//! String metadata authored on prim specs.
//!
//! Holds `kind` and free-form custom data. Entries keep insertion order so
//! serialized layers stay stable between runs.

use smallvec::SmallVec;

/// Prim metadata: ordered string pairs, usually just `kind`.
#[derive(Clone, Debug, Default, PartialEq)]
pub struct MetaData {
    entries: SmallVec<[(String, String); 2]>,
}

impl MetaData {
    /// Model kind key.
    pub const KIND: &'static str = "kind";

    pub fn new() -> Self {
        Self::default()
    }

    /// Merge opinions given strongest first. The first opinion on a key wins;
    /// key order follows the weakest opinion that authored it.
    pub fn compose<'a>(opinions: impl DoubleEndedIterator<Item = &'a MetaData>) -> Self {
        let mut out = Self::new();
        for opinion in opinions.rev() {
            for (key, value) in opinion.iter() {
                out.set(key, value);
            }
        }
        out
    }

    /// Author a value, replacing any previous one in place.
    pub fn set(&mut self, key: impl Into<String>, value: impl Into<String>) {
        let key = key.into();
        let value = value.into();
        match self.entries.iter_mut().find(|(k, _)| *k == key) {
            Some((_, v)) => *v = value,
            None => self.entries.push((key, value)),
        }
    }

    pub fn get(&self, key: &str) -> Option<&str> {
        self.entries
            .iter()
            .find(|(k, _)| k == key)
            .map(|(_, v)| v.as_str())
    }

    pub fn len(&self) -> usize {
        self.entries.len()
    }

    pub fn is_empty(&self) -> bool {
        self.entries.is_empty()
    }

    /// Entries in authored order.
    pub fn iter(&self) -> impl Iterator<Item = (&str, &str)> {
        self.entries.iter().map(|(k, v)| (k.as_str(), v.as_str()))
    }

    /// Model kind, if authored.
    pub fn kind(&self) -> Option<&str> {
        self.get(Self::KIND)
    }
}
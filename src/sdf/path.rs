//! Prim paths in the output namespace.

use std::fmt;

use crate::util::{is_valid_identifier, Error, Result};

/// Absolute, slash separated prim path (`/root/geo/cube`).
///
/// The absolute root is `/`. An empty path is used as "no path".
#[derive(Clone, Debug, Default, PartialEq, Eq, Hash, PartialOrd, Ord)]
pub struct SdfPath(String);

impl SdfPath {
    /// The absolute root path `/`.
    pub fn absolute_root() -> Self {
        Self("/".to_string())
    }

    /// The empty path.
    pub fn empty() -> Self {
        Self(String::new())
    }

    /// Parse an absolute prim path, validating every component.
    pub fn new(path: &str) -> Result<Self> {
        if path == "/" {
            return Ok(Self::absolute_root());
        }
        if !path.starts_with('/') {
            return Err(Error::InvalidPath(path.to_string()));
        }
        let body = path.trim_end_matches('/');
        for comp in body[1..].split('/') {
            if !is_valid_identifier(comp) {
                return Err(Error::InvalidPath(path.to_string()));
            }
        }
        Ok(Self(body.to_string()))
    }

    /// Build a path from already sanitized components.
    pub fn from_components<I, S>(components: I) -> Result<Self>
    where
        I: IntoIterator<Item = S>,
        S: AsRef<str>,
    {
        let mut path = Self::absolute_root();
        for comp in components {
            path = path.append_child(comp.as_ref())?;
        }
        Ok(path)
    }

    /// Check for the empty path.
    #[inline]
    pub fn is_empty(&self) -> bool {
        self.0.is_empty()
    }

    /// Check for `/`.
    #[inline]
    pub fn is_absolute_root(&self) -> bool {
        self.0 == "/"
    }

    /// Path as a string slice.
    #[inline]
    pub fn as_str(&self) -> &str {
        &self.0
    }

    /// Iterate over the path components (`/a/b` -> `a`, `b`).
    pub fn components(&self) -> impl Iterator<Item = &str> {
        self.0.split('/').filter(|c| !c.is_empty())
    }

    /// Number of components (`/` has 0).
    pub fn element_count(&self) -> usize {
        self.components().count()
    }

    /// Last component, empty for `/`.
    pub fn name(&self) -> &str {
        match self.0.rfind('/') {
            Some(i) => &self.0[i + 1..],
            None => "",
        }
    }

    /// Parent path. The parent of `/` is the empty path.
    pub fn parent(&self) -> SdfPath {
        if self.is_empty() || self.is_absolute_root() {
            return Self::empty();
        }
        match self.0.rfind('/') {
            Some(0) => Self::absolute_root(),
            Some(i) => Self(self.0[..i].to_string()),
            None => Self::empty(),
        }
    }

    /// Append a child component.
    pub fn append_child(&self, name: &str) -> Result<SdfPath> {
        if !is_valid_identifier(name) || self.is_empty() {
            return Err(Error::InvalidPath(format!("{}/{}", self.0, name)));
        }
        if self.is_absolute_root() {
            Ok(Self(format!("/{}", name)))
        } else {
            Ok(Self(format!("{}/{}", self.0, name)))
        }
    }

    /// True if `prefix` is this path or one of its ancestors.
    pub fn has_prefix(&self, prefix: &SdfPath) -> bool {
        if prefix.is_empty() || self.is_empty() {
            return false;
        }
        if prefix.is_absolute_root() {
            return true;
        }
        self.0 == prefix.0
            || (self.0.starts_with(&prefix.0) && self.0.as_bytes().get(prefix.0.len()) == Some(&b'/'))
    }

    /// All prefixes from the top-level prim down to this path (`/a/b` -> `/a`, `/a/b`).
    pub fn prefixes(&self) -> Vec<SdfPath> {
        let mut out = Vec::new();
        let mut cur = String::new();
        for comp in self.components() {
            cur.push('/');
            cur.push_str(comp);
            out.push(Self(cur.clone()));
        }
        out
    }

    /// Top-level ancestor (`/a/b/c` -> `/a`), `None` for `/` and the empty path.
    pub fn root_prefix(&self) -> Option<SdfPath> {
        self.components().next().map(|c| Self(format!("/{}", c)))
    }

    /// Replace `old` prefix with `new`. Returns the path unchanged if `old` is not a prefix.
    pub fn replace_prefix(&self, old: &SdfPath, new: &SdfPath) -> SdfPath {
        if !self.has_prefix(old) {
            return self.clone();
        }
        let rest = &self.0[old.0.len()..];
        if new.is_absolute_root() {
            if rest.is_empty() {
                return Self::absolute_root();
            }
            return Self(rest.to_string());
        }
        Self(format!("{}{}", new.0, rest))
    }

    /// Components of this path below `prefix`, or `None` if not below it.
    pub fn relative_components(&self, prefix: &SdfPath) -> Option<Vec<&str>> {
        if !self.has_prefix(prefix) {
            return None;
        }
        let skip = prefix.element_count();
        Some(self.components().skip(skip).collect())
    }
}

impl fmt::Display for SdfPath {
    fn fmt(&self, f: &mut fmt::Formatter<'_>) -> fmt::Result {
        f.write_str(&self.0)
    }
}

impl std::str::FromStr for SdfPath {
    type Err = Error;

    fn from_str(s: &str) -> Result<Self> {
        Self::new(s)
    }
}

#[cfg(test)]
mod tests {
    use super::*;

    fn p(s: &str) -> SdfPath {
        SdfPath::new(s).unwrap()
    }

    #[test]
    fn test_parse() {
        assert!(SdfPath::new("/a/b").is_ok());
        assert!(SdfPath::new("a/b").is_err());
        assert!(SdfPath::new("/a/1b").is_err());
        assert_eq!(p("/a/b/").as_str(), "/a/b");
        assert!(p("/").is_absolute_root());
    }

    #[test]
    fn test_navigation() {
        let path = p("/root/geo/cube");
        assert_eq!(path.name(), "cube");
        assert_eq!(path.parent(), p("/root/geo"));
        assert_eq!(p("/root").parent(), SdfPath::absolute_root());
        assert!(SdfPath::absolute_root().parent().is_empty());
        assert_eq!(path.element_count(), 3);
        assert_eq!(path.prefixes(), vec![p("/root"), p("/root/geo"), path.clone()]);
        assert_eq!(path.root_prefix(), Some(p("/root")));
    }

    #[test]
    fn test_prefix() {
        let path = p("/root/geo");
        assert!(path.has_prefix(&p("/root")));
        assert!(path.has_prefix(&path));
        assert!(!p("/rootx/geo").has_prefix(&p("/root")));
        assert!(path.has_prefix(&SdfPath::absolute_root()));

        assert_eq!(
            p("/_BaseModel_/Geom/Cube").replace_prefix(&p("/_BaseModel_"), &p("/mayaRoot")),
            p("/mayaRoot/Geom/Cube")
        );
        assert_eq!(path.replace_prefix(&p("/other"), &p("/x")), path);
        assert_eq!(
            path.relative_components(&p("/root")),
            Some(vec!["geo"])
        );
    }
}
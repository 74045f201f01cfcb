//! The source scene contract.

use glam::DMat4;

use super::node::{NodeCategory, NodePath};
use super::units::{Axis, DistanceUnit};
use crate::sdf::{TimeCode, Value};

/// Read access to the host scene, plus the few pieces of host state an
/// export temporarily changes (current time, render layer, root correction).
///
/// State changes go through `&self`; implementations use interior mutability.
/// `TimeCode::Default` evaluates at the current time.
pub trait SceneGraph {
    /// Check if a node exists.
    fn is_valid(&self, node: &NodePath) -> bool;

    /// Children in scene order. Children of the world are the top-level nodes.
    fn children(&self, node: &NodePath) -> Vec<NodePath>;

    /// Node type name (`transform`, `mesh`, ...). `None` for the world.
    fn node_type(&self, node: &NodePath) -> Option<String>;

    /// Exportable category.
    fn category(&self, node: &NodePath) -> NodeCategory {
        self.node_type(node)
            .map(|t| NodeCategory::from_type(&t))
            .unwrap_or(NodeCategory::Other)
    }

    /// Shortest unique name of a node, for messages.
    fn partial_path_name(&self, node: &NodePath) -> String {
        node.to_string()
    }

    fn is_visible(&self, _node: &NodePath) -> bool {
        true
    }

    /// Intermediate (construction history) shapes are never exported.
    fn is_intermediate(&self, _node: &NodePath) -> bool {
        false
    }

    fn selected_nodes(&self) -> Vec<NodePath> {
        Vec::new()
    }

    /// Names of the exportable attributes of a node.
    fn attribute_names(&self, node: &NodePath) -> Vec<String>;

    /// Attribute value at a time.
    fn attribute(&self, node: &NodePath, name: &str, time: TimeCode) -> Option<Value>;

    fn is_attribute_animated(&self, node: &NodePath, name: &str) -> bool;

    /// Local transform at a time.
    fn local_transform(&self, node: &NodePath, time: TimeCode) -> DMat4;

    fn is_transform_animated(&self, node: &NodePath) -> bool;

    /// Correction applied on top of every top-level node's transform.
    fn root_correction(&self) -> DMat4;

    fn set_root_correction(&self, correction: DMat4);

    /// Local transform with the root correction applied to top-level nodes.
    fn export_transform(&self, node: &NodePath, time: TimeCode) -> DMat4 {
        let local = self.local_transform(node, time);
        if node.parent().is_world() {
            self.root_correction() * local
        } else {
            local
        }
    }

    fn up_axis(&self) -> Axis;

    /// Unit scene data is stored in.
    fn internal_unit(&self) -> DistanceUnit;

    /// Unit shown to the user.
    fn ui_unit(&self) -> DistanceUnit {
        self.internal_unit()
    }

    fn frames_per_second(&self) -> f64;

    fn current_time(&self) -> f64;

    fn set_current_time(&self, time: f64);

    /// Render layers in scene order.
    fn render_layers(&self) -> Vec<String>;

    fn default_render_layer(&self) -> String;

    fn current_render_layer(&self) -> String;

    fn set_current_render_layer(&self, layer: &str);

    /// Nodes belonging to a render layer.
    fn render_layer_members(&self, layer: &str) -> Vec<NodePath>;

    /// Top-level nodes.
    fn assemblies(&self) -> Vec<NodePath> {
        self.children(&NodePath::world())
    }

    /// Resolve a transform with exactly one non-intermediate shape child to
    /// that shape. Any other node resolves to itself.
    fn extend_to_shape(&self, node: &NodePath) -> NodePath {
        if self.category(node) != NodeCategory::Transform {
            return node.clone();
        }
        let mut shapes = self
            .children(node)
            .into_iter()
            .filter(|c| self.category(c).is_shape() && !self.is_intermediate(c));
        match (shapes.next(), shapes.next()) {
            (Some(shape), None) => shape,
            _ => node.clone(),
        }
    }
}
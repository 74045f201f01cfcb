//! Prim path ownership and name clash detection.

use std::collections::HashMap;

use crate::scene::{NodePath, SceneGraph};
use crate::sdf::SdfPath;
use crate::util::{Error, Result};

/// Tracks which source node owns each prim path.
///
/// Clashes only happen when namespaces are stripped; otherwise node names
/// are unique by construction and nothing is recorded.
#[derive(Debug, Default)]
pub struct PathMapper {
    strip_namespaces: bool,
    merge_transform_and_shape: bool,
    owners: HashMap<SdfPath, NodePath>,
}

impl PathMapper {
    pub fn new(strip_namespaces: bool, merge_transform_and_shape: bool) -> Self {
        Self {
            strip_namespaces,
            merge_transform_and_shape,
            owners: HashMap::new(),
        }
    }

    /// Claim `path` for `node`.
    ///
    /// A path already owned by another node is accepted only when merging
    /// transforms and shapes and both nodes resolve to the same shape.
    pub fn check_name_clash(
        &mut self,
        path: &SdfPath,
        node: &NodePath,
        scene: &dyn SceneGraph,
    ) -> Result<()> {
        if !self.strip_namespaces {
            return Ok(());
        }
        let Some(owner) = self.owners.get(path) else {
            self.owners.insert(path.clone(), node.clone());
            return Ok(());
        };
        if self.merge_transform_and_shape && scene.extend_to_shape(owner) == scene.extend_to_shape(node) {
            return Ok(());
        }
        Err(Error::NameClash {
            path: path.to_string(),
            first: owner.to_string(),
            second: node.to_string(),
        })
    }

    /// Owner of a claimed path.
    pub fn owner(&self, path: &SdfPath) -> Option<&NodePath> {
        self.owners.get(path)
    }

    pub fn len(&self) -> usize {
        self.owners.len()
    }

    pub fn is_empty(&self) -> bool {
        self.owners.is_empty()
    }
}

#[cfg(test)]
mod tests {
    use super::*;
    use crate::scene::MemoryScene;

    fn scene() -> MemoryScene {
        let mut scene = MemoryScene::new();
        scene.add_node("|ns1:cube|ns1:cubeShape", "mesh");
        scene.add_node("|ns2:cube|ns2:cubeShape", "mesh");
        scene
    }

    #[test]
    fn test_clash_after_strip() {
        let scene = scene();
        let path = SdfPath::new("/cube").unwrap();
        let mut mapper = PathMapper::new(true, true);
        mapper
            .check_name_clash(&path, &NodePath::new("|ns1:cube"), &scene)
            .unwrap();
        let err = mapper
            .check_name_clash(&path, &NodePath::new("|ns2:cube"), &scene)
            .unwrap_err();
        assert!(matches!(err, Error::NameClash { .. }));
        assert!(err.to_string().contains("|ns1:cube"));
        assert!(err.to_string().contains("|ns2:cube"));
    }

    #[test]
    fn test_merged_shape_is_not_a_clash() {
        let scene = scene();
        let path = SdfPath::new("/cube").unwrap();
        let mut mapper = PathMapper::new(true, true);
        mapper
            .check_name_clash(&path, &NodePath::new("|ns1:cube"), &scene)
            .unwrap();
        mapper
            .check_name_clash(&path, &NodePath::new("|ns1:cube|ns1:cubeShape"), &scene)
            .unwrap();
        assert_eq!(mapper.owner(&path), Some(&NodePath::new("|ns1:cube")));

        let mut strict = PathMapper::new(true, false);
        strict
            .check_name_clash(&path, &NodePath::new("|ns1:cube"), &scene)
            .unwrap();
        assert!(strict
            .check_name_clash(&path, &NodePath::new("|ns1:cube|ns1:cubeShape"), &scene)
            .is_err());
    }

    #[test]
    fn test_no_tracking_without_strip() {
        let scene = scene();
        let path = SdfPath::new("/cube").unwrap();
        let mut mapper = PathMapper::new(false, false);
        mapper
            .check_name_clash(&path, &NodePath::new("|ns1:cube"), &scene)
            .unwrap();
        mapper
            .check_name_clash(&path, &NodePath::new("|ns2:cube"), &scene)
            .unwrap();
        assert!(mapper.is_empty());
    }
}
────────
Lines above that have "level": copy each of them.

- [Worked solution]:
    /// All prefixes from the top-level prim down to this path (`/a/b` -> `/a`, `/a/b`).
    /// Top-level ancestor (`/a/b/c` -> `/a`), `None` for `/` and the empty path.
    /// Children in scene order. Children of the world are the top-level nodes.
    /// Correction applied on top of every top-level node's transform.
    /// Local transform with the root correction applied to top-level nodes.
    /// Top-level nodes.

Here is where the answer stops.